Task details - Which lines in the data below contain the word "types"? Copy each of them.

Dataset entries -

*** Begin section ***

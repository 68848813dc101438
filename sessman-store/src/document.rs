//! Document backend over MongoDB
//!
//! Expiry is delegated to a server-side TTL index. Reads and writes are a
//! single `findOneAndUpdate` each, atomic per document, so no client-side lock
//! is needed.

use crate::clock::SharedClock;
use crate::codec;
use crate::errors::{SessionError, SessionResult};
use crate::health::FailureTracker;
use crate::storage::{
    require_client_ip, require_data, require_session_id, require_ttl, BackendKind,
    SessionBackend,
};
use crate::types::{expiry_cutoff, SessionData, SessionRecord};
use async_trait::async_trait;
use futures::{FutureExt, TryStreamExt};
use mongodb::bson::{doc, DateTime, Document};
use mongodb::error::ErrorKind as MongoErrorKind;
use mongodb::options::{
    ClientOptions, Credential, IndexOptions, ReturnDocument, ServerAddress,
};
use mongodb::{Client, Collection, Database, IndexModel};
use sessman_core::{retry_async, RetryConfig, SessmanConfig};
use std::fmt;
use std::time::Duration;
use tracing::{debug, info, warn};

/// Field the TTL index is anchored on
pub const EXPIRY_FIELD: &str = "updatedAt";
pub const TTL_INDEX_NAME: &str = "session_ttl";

/// Settings for [`MongoBackend::connect`]
#[derive(Clone)]
pub struct DocumentConfig {
    /// host:port
    pub server_url: String,
    pub database: String,
    pub username: String,
    pub password: String,
    pub collection: String,
    pub ttl_secs: u64,
    pub max_consecutive_failures: u32,
    pub retry: RetryConfig,
}

impl fmt::Debug for DocumentConfig {
    fn fmt(&self, f: &mut fmt::Formatter<'_>) -> fmt::Result {
        f.debug_struct("DocumentConfig")
            .field("server_url", &self.server_url)
            .field("database", &self.database)
            .field("username", &self.username)
            .field("password", &"<redacted>")
            .field("collection", &self.collection)
            .field("ttl_secs", &self.ttl_secs)
            .finish()
    }
}
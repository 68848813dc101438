//! Storage backend contract
//!
//! Both backends must be indistinguishable to callers: same identifiers,
//! same liveness rule, same error kinds.

use crate::errors::{SessionError, SessionResult};
use crate::types::SessionData;
use async_trait::async_trait;
pub use sessman_core::BackendKind;
use sessman_core::MAX_TTL_SECS;

/// Session storage trait implemented by the relational and document backends
#[async_trait]
pub trait SessionBackend: Send + Sync {
    /// Which engine this is
    fn kind(&self) -> BackendKind;

    /// Write a new record touched `now` and return its fresh id
    async fn create(&self, data: SessionData, client_ip: &str) -> SessionResult<String>;

    /// Read a live record and refresh its touch time in the same atomic step
    async fn get(&self, session_id: &str, client_ip: &str) -> SessionResult<SessionData>;

    /// Replace the payload of a live record and refresh its touch time
    async fn update(
        &self,
        session_id: &str,
        client_ip: &str,
        data: SessionData,
    ) -> SessionResult<SessionData>;

    /// Check that the store answers
    async fn health_check(&self) -> SessionResult<()>;

    /// True once the instance has crossed its failure threshold
    fn is_fatal(&self) -> bool;

    /// Stop background work owned by this backend
    async fn shutdown(&self);
}

pub(crate) fn require_client_ip(client_ip: &str) -> SessionResult<()> {
    if client_ip.trim().is_empty() {
        return Err(SessionError::missing("client_ip"));
    }
    Ok(())
}

pub(crate) fn require_session_id(session_id: &str) -> SessionResult<()> {
    if session_id.trim().is_empty() {
        return Err(SessionError::missing("session_id"));
    }
    Ok(())
}

pub(crate) fn require_data(data: &SessionData) -> SessionResult<()> {
    if data.is_empty() {
        return Err(SessionError::missing("data"));
    }
    Ok(())
}

pub(crate) fn require_ttl(ttl_secs: u64) -> SessionResult<()> {
    if ttl_secs == 0 {
        return Err(SessionError::invalid_argument(
            "ttl_secs",
            "must be greater than zero",
        ));
    }
    if ttl_secs > MAX_TTL_SECS {
        return Err(SessionError::invalid_argument(
            "ttl_secs",
            format!("must be at most {} seconds", MAX_TTL_SECS),
        ));
    }
    Ok(())
}

#[cfg(test)]
mod tests {
    use super::*;

    #[test]
    fn test_ttl_bounds() {
        assert!(require_ttl(1).is_ok());
        assert!(require_ttl(MAX_TTL_SECS).is_ok());
        assert!(matches!(
            require_ttl(0),
            Err(SessionError::InvalidArgument { ref field, .. }) if field == "ttl_secs"
        ));
        assert!(require_ttl(MAX_TTL_SECS + 1).is_err());
        assert!(require_ttl(u64::MAX).is_err());
    }
}
//! Sessman Core - ambient building blocks shared by the session store and CLI
//!
//! Error context, configuration loading, logging setup and retry policy.

pub mod config;
pub mod error;
pub mod logging;
pub mod retry;
pub mod types;

pub use config::*;
pub use error::*;
pub use logging::*;
pub use retry::*;
pub use types::*;

// Re-export commonly used external types
pub use tracing;
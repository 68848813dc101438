//! Sessman CLI - Command-line interface for the session store
//!
//! Runs one session operation per invocation and prints the JSON response body

use anyhow::{anyhow, Context};
use clap::{Parser, Subcommand};
use sessman_core::{init_logging, CoreError, ErrorContext, SessmanConfig};
use sessman_store::{
    ResponseStatus, SessionData, SessionError, SessionManager, SessionRequest, SessionResponse,
};
use std::path::{Path, PathBuf};
use std::process::ExitCode;
use tracing::{debug, info};

#[derive(Parser)]
#[command(name = "sessman")]
#[command(about = "Server-side session store with SQLite and MongoDB backends")]
#[command(version)]
struct Cli {
    #[command(subcommand)]
    command: Commands,

    /// Configuration file path
    #[arg(short, long)]
    config: Option<PathBuf>,

    /// Verbose output
    #[arg(short, long)]
    verbose: bool,
}

#[derive(Subcommand)]
enum Commands {
    /// Create a session and print its id
    New {
        /// Initial payload as a JSON object
        #[arg(short, long)]
        data: Option<String>,

        /// Address the session is bound to
        #[arg(long)]
        client_ip: String,
    },

    /// Print a live session's payload and extend its life
    Get {
        #[arg(short, long)]
        session_id: String,

        #[arg(long)]
        client_ip: String,
    },

    /// Replace a live session's payload
    Update {
        #[arg(short, long)]
        session_id: String,

        #[arg(long)]
        client_ip: String,

        /// New payload as a JSON object
        #[arg(short, long)]
        data: String,
    },

    /// Run one reaper pass over the SQLite store
    Sweep,

    /// Configuration management
    Config {
        /// Show current configuration
        #[arg(long)]
        show: bool,

        /// Initialize default configuration
        #[arg(long)]
        init: bool,

        /// Validate configuration
        #[arg(long)]
        validate: bool,
    },
}

#[tokio::main]
async fn main() -> anyhow::Result<ExitCode> {
    let cli = Cli::parse();

    // Load configuration before logging so the file can configure the subscriber
    let config_path = cli.config.clone().or_else(find_config_file);
    let mut config = SessmanConfig::load(config_path.as_deref())?;

    // stdout is reserved for response bodies
    config.logging.log_to_stderr = true;
    if cli.verbose {
        config.logging.level = "debug".to_string();
        config
            .logging
            .filter_directives
            .retain(|directive| !directive.starts_with("sessman_"));
    } else {
        config.logging.level = "warn".to_string();
        config.logging.filter_directives.clear();
    }

    init_logging(&config.logging).map_err(|e| CoreError::Config {
        message: format!("Failed to initialize logging: {}", e),
        source: Some(Box::new(e)),
        context: ErrorContext::new("cli")
            .with_operation("init_logging")
            .with_suggestion("Check the [logging] section of the configuration"),
    })?;

    info!("Starting sessman CLI v{}", env!("CARGO_PKG_VERSION"));
    match &config_path {
        Some(path) => debug!("Using configuration file {}", path.display()),
        None => debug!("No configuration file found, using defaults and environment"),
    }

    match cli.command {
        Commands::New { data, client_ip } => {
            let mut request = SessionRequest::new("new").with_client_ip(client_ip);
            if let Some(data) = data {
                request = request.with_data(parse_data(&data)?);
            }
            run_request(config, request).await
        }
        Commands::Get {
            session_id,
            client_ip,
        } => {
            let request = SessionRequest::new("get")
                .with_session_id(session_id)
                .with_client_ip(client_ip);
            run_request(config, request).await
        }
        Commands::Update {
            session_id,
            client_ip,
            data,
        } => {
            let request = SessionRequest::new("update")
                .with_session_id(session_id)
                .with_client_ip(client_ip)
                .with_data(parse_data(&data)?);
            run_request(config, request).await
        }
        Commands::Sweep => handle_sweep(config).await,
        Commands::Config {
            show,
            init,
            validate,
        } => handle_config(config, config_path.as_deref(), show, init, validate).await,
    }
}

/// Default config locations, first match wins
fn find_config_file() -> Option<PathBuf> {
    let default_paths = [
        dirs::config_dir().map(|d| d.join("sessman").join("config.toml")),
        dirs::home_dir().map(|d| d.join(".sessman").join("config.toml")),
        Some(PathBuf::from("sessman.toml")),
    ];

    default_paths.into_iter().flatten().find(|path| path.exists())
}

fn parse_data(raw: &str) -> anyhow::Result<SessionData> {
    serde_json::from_str(raw).with_context(|| format!("--data must be a JSON object, got {}", raw))
}

fn exit_code(response: &SessionResponse) -> ExitCode {
    match response.status {
        ResponseStatus::Ok => ExitCode::SUCCESS,
        ResponseStatus::Declined => ExitCode::from(1),
        ResponseStatus::Failed => ExitCode::from(2),
    }
}

async fn execute(config: SessmanConfig, request: SessionRequest) -> SessionResponse {
    let manager = SessionManager::new(config);
    let response = manager.handle(request).await;
    manager.terminate().await;
    response
}

async fn run_request(config: SessmanConfig, request: SessionRequest) -> anyhow::Result<ExitCode> {
    let response = execute(config, request).await;

    if let Some(cookie) = &response.cookie {
        eprintln!("Set-Cookie: {}", cookie.to_header_value());
    }
    println!("{}", serde_json::to_string_pretty(&response.body)?);

    Ok(exit_code(&response))
}

#[cfg(feature = "sqlite")]
async fn handle_sweep(config: SessmanConfig) -> anyhow::Result<ExitCode> {
    use sessman_core::{log_operation_error, log_operation_start, log_operation_success, BackendKind};
    use sessman_store::{system_clock, RelationalConfig, SqliteBackend};

    if config.session.backend != BackendKind::Relational {
        return Err(anyhow!(
            "sweep only applies to the sqlite backend; the {} backend expires sessions itself",
            config.session.backend
        ));
    }

    let relational = RelationalConfig::from_config(&config)?.without_reaper();
    let backend = SqliteBackend::open(relational, system_clock()).await?;
    log_operation_start!("session.sweep", database = %backend.database().display());

    let response = match backend.purge_expired().await {
        Ok(deleted) => {
            let remaining = backend.count().await?;
            log_operation_success!("session.sweep", deleted = deleted, remaining = remaining);
            info!("Sweep removed {} expired sessions", deleted);
            serde_json::json!({ "deleted": deleted, "remaining": remaining })
        }
        Err(e) => {
            log_operation_error!("session.sweep", e, category = e.category());
            let response = SessionResponse::from_error(&e, "session.sweep");
            println!("{}", serde_json::to_string_pretty(&response.body)?);
            return Ok(exit_code(&response));
        }
    };

    println!("{}", serde_json::to_string_pretty(&response)?);
    Ok(ExitCode::SUCCESS)
}

#[cfg(not(feature = "sqlite"))]
async fn handle_sweep(_config: SessmanConfig) -> anyhow::Result<ExitCode> {
    Err(anyhow!(SessionError::invalid_argument(
        "backend",
        "sqlite support is not compiled into this build"
    )))
}

async fn handle_config(
    config: SessmanConfig,
    config_path: Option<&Path>,
    show: bool,
    init: bool,
    validate: bool,
) -> anyhow::Result<ExitCode> {
    if init {
        let config_dir = dirs::config_dir()
            .or_else(|| dirs::home_dir().map(|d| d.join(".config")))
            .ok_or_else(|| anyhow!("Cannot determine a configuration directory"))?
            .join("sessman");

        tokio::fs::create_dir_all(&config_dir).await?;
        let path = config_dir.join("config.toml");
        if path.exists() {
            return Err(anyhow!("Configuration already exists at {}", path.display()));
        }

        SessmanConfig::default().save_to_file(&path)?;
        println!("Configuration initialized at: {}", path.display());
        println!("Set sqlite.database (or the mongodb section) before first use.");
    }

    if show {
        let mut shown = config.clone();
        if shown.mongodb.password.is_some() {
            shown.mongodb.password = Some("<redacted>".to_string());
        }
        if let Some(path) = config_path {
            println!("# loaded from {}", path.display());
        }
        println!("{}", toml::to_string_pretty(&shown)?);
    }

    if validate {
        match config.validate() {
            Ok(()) => println!("Configuration is valid"),
            Err(e) => {
                e.log();
                println!("Configuration validation failed: {}", e);
                return Ok(ExitCode::from(1));
            }
        }
    }

    if !(init || show || validate) {
        return Err(anyhow!(SessionError::missing("--init, --show or --validate")));
    }

    Ok(ExitCode::SUCCESS)
}

#[cfg(test)]
mod tests {
    use super::*;

    #[test]
    fn test_cli_parses_session_commands() {
        let cli = Cli::try_parse_from([
            "sessman",
            "update",
            "--session-id",
            "abc",
            "--client-ip",
            "10.0.0.5",
            "--data",
            r#"{"lang":"fr"}"#,
        ])
        .unwrap();
        match cli.command {
            Commands::Update {
                session_id,
                client_ip,
                data,
            } => {
                assert_eq!(session_id, "abc");
                assert_eq!(client_ip, "10.0.0.5");
                assert_eq!(parse_data(&data).unwrap().get("lang").unwrap(), "fr");
            }
            _ => panic!("expected update"),
        }
    }

    #[test]
    fn test_new_requires_client_ip() {
        assert!(Cli::try_parse_from(["sessman", "new"]).is_err());
    }

    #[test]
    fn test_data_must_be_an_object() {
        assert!(parse_data("[1, 2]").is_err());
        assert!(parse_data("not json").is_err());
        assert!(parse_data("{}").unwrap().is_empty());
    }

    #[tokio::test]
    async fn test_execute_against_sqlite_file() {
        let dir = tempfile::TempDir::new().unwrap();
        let mut config = SessmanConfig::default();
        config.sqlite.database = Some(dir.path().join("cli.db").to_string_lossy().into_owned());

        let missing = execute(
            config.clone(),
            SessionRequest::new("get")
                .with_session_id("missing")
                .with_client_ip("10.0.0.5"),
        )
        .await;
        assert_eq!(missing.status, ResponseStatus::Declined);

        let created = execute(
            config.clone(),
            SessionRequest::new("new").with_client_ip("10.0.0.5"),
        )
        .await;
        assert!(created.is_ok());
        let session_id = created.body["session_id"].as_str().unwrap().to_string();

        let fetched = execute(
            config,
            SessionRequest::new("get")
                .with_session_id(session_id)
                .with_client_ip("10.0.0.5"),
        )
        .await;
        assert!(fetched.is_ok());
    }
}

*** End section ***

Solution to this problem -
use crate::types::{expiry_cutoff, SessionData, SessionRecord};
use crate::types::SessionData;
pub mod types;
pub use types::*;
// Re-export commonly used external types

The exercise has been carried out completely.